What does divergence in the reflectivity mean?

1. Nov 20, 2012

Dale12

Recently I was reading some paper on design surface plasmon polaritons(so called "SPPs") on corrugated surfaces, mainly these two papers listed below:

1.Pendry, J. B., et al. (2004). "Mimicking surface plasmons with structured surfaces." Science 305(5685): 847-848.

2.Garcia-Vidal, F. J., et al. (2005). "Surfaces with holes in them: new plasmonic metamaterials." Journal of Optics a-Pure and Applied Optics 7(2): S97-S101.

It shows that bound electromagnetic surface waves mimicking SPPs can be sustained even by a perfect conductor.

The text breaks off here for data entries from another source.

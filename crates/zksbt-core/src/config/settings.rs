use serde::{Deserialize, Serialize};
use std::path::{Path, PathBuf};
use tracing::{info, warn};
use zksbt_types::{EthAddress, ZksbtError, ZksbtResult};

use super::authority::AuthorityConfig;
use super::ledger::LedgerConfig;
use super::logging::LoggingConfig;
use super::prover::ProverConfig;
use super::types::LogLevel;
use crate::group::MAX_TREE_DEPTH;

#[derive(Clone, Debug, Default, Serialize, Deserialize)]
#[serde(default)]
pub struct ZksbtConfig {
    pub logging: LoggingConfig,
    pub ledger: LedgerConfig,
    pub authority: AuthorityConfig,
    pub prover: ProverConfig,
}

impl ZksbtConfig {
    pub fn load(path: impl AsRef<Path>) -> ZksbtResult<Self> {
        let path = path.as_ref();

        let mut config = if path.exists() {
            let contents = std::fs::read_to_string(path)
                .map_err(|e| ZksbtError::Config(format!("Failed to read config: {}", e)))?;

            toml::from_str(&contents)
                .map_err(|e| ZksbtError::Config(format!("Failed to parse config: {}", e)))?
        } else {
            info!("Config file not found, using defaults");
            Self::default()
        };

        config.apply_overrides(|name| std::env::var(name).ok());
        config.validate()?;

        Ok(config)
    }

    pub fn save(&self, path: impl AsRef<Path>) -> ZksbtResult<()> {
        let contents = toml::to_string_pretty(self)
            .map_err(|e| ZksbtError::Config(format!("Failed to serialize config: {}", e)))?;

        if let Some(parent) = path.as_ref().parent() {
            std::fs::create_dir_all(parent)
                .map_err(|e| ZksbtError::Config(format!("Failed to create config dir: {}", e)))?;
        }

        std::fs::write(path.as_ref(), contents)
            .map_err(|e| ZksbtError::Config(format!("Failed to write config: {}", e)))?;

        info!("Configuration saved to {:?}", path.as_ref());
        Ok(())
    }

    /// `ZKSBT_*` overrides. `lookup` is `std::env::var` outside of tests.
    pub fn apply_overrides(&mut self, lookup: impl Fn(&str) -> Option<String>) {
        if let Some(rpc) = lookup("ZKSBT_RPC_URL") {
            self.ledger.rpc_url = rpc;
        }

        if let Some(address) = lookup("ZKSBT_CONTRACT_ADDRESS") {
            self.ledger.contract_address = Some(address);
        }

        if let Some(chain_id) = lookup("ZKSBT_CHAIN_ID") {
            match chain_id.parse() {
                Ok(id) => self.ledger.chain_id = id,
                Err(_) => warn!("Ignoring invalid ZKSBT_CHAIN_ID: {}", chain_id),
            }
        }

        if let Some(depth) = lookup("ZKSBT_TREE_DEPTH") {
            if let Ok(d) = depth.parse() {
                self.ledger.tree_depth = d;
            }
        }

        if let Some(dir) = lookup("ZKSBT_CIRCUIT_DIR") {
            self.prover = ProverConfig::in_dir(&PathBuf::from(dir));
        }

        if let Some(level) = lookup("ZKSBT_LOG_LEVEL") {
            self.logging.level = LogLevel::parse_lossy(&level);
        }

        if lookup("ZKSBT_LOG_JSON").is_some() {
            self.logging.json = true;
        }
    }

    pub fn validate(&self) -> ZksbtResult<()> {
        let rpc = &self.ledger.rpc_url;
        if !rpc.starts_with("http://") && !rpc.starts_with("https://") {
            return Err(ZksbtError::Config(format!(
                "RPC URL must be http(s): {}",
                rpc
            )));
        }

        if self.ledger.chain_id == 0 {
            return Err(ZksbtError::Config("Chain ID cannot be 0".into()));
        }

        if self.ledger.event_page_size == 0 {
            return Err(ZksbtError::Config("Event page size cannot be 0".into()));
        }

        if self.ledger.tree_depth == 0 || self.ledger.tree_depth > MAX_TREE_DEPTH {
            return Err(ZksbtError::Config(format!(
                "Tree depth must be between 1 and {}",
                MAX_TREE_DEPTH
            )));
        }

        match &self.ledger.contract_address {
            Some(address) => {
                EthAddress::from_hex(address).map_err(|e| {
                    ZksbtError::Config(format!("Invalid contract address {}: {}", address, e))
                })?;
            }
            None => warn!("No registry contract address configured; only in-process ledgers work"),
        }

        if self.authority.max_pending_certificates == 0 {
            return Err(ZksbtError::Config(
                "Pending certificate limit cannot be 0".into(),
            ));
        }

        if self.ledger.operator_key_env.is_empty() || self.authority.issuer_key_env.is_empty() {
            return Err(ZksbtError::Config(
                "Key environment variable names cannot be empty".into(),
            ));
        }

        Ok(())
    }

    pub fn redacted(&self) -> RedactedConfig {
        RedactedConfig {
            rpc_url: self.ledger.rpc_url.clone(),
            contract_address: self.ledger.contract_address.clone(),
            chain_id: self.ledger.chain_id,
            tree_depth: self.ledger.tree_depth,
            event_page_size: self.ledger.event_page_size,
            operator_key_set: std::env::var(&self.ledger.operator_key_env).is_ok(),
            issuer_key_set: std::env::var(&self.authority.issuer_key_env).is_ok(),
            circuit: self.prover.wasm_path.clone(),
            log_level: self.logging.level,
        }
    }
}

/// Printable summary that never includes key material.
#[derive(Debug)]
pub struct RedactedConfig {
    pub rpc_url: String,
    pub contract_address: Option<String>,
    pub chain_id: u64,
    pub tree_depth: usize,
    pub event_page_size: u64,
    pub operator_key_set: bool,
    pub issuer_key_set: bool,
    pub circuit: PathBuf,
    pub log_level: LogLevel,
}

impl std::fmt::Display for RedactedConfig {
    fn fmt(&self, f: &mut std::fmt::Formatter<'_>) -> std::fmt::Result {
        writeln!(f, "zkSBT Configuration")?;
        writeln!(f, "===================")?;
        writeln!(f, "RPC: {} (chain {})", self.rpc_url, self.chain_id)?;
        writeln!(
            f,
            "Registry: {}",
            self.contract_address.as_deref().unwrap_or("not set")
        )?;
        writeln!(f, "Tree depth: {}", self.tree_depth)?;
        writeln!(f, "Event page size: {} blocks", self.event_page_size)?;
        writeln!(f, "Operator key: {}", if self.operator_key_set { "set" } else { "missing" })?;
        writeln!(f, "Issuer key: {}", if self.issuer_key_set { "set" } else { "missing" })?;
        writeln!(f, "Circuit: {:?}", self.circuit)?;
        writeln!(f, "Log level: {}", self.log_level)
    }
}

in these two papers, they just take corrugated surfaces as an effective medium dielectric, and calculate the dispersion relation formula from the divergence of the reflectivity between air and effecective medium.

It is comment by "Maier, S. A. (2007). Plasmonics: fundamentals and applications, Springer Verlag." that: the reasoning behind this technique is that the surface mode resonance corresponds to a divergence in the reflectivity - the mode can exist for a vanishingly small excitation.

As I know, the max value of reflectivity is 1, so as these 2 papers treat denominator of reflectivity as zero and make it infinite. I am puzzled here.

Could any one help me? thanks for any reply!